Easy enough to find out that the mean (the average) Spelling Score is 57.15 and the standard deviation of these spelling scores it’s 9.35. But what does this mean?

Normal distribution of Spelling

In the book they talked about Math scores (Figure 2-8 on page 51), but we were already talking about Spelling, so let’s produce a similar plot.

ggplot(Table.2.1, aes(Spelling)) +
  geom_histogram(binwidth = 2, fill = "grey") +
  stat_function(fun=dnorm, args = list(mean = 57.15, sd = 9.35), aes(y = after_stat(y * 2*52))) +
  labs(y = "count")

Interpreting SD

The superimposed normal distribution is meant to demonstrate that roughly two-thirds (68%) of the spelling scores fall between one standard deviation below the mean and one standard deviation above the mean.
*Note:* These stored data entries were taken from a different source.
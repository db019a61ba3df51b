//! Greedy allocator, the no-solver fast path.
//!
//! Largest workload first, each one packed into the socket with the most
//! free threads, taking whole free cores before half-used ones. Feasible
//! whenever the requests fit on the node; not necessarily optimal.

use tracing::debug;

use crate::error::{AllocError, AllocResult, check_capacity, total_requested};
use crate::matrix::AllocationMatrix;
use crate::topology::CpuTopology;

/// Deterministic topology-aware packer. Stateless; every call builds its
/// own topology and free map.
#[derive(Debug, Clone, Copy, Default)]
pub struct GreedyAllocator;

impl GreedyAllocator {
    pub fn new() -> Self {
        Self
    }

    pub fn allocate(
        &self,
        requests: &[usize],
        total_threads: usize,
        sockets: usize,
    ) -> AllocResult<AllocationMatrix> {
        let topo = CpuTopology::build(total_threads, sockets)?;
        check_capacity(requests, total_threads)?;

        let mut free = FreeMap::new(topo);
        let mut sets: Vec<Vec<usize>> = vec![Vec::new(); requests.len()];

        for j in packing_order(requests) {
            let mut remaining = requests[j];
            while remaining > 0 {
                let Some(socket) = free.fullest_socket() else {
                    return Err(AllocError::CapacityExceeded {
                        requested: total_requested(requests),
                        available: total_threads,
                    });
                };
                let taken = free.take_from_socket(socket, remaining);
                remaining -= taken.len();
                sets[j].extend(taken);
            }
            debug!(
                workload = j,
                request = requests[j],
                threads = ?sets[j],
                "greedy placed workload"
            );
        }

        AllocationMatrix::from_thread_sets(total_threads, sets)
    }
}

/// Workload indices by descending request, ties by ascending index.
pub fn packing_order(requests: &[usize]) -> Vec<usize> {
    let mut order: Vec<usize> = (0..requests.len()).collect();
    order.sort_by(|&a, &b| requests[b].cmp(&requests[a]).then(a.cmp(&b)));
    order
}

struct FreeMap {
    topo: CpuTopology,
    free: Vec<bool>,
}

impl FreeMap {
    fn new(topo: CpuTopology) -> Self {
        Self {
            topo,
            free: vec![true; topo.total_threads()],
        }
    }

    fn free_in_socket(&self, socket: usize) -> usize {
        self.topo
            .socket_threads(socket)
            .filter(|&t| self.free[t])
            .count()
    }

    /// Socket with the most free threads, lowest id on ties. `None` once the
    /// node is full.
    fn fullest_socket(&self) -> Option<usize> {
        let mut best: Option<(usize, usize)> = None;
        for socket in 0..self.topo.sockets() {
            let count = self.free_in_socket(socket);
            if count > 0 && best.is_none_or(|(_, c)| count > c) {
                best = Some((socket, count));
            }
        }
        best.map(|(socket, _)| socket)
    }

    /// Take up to `want` threads from `socket`.
    ///
    /// Whole free cores go first (both siblings while at least two threads
    /// are still wanted); half-free cores are only used once no whole core
    /// is left in the socket. Lowest thread id breaks remaining ties.
    fn take_from_socket(&mut self, socket: usize, want: usize) -> Vec<usize> {
        let mut taken = Vec::new();
        while taken.len() < want {
            let need = want - taken.len();
            let whole = self.topo.socket_cores(socket).find(|&core| {
                let (a, b) = self.topo.siblings(core);
                self.free[a] && self.free[b]
            });
            if let Some(core) = whole {
                let (a, b) = self.topo.siblings(core);
                self.claim(a, &mut taken);
                if need >= 2 {
                    self.claim(b, &mut taken);
                }
                continue;
            }
            match self.topo.socket_threads(socket).find(|&t| self.free[t]) {
                Some(t) => self.claim(t, &mut taken),
                None => break,
            }
        }
        taken
    }

    fn claim(&mut self, thread: usize, taken: &mut Vec<usize>) {
        self.free[thread] = false;
        taken.push(thread);
    }
}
In our case, two thirds of spelling scores fell between 47.8 and 66.5

mean(Table.2.1$Spelling) - sd(Table.2.1$Spelling)
[1] 47.80361
mean(Table.2.1$Spelling) + sd(Table.2.1$Spelling)
[1] 66.50408

Pass the sniff test?

If we line up our spelling scores in order from lowest to highest.

How many are below 47? I see six scores below 47.

And how many are above 66.5? I see nine.

That leaves 37 spelling scores (out of 52) within the standard deviation of 9.35

Is 37 out of 52 about two-thirds? Yes: 37/52 = 71%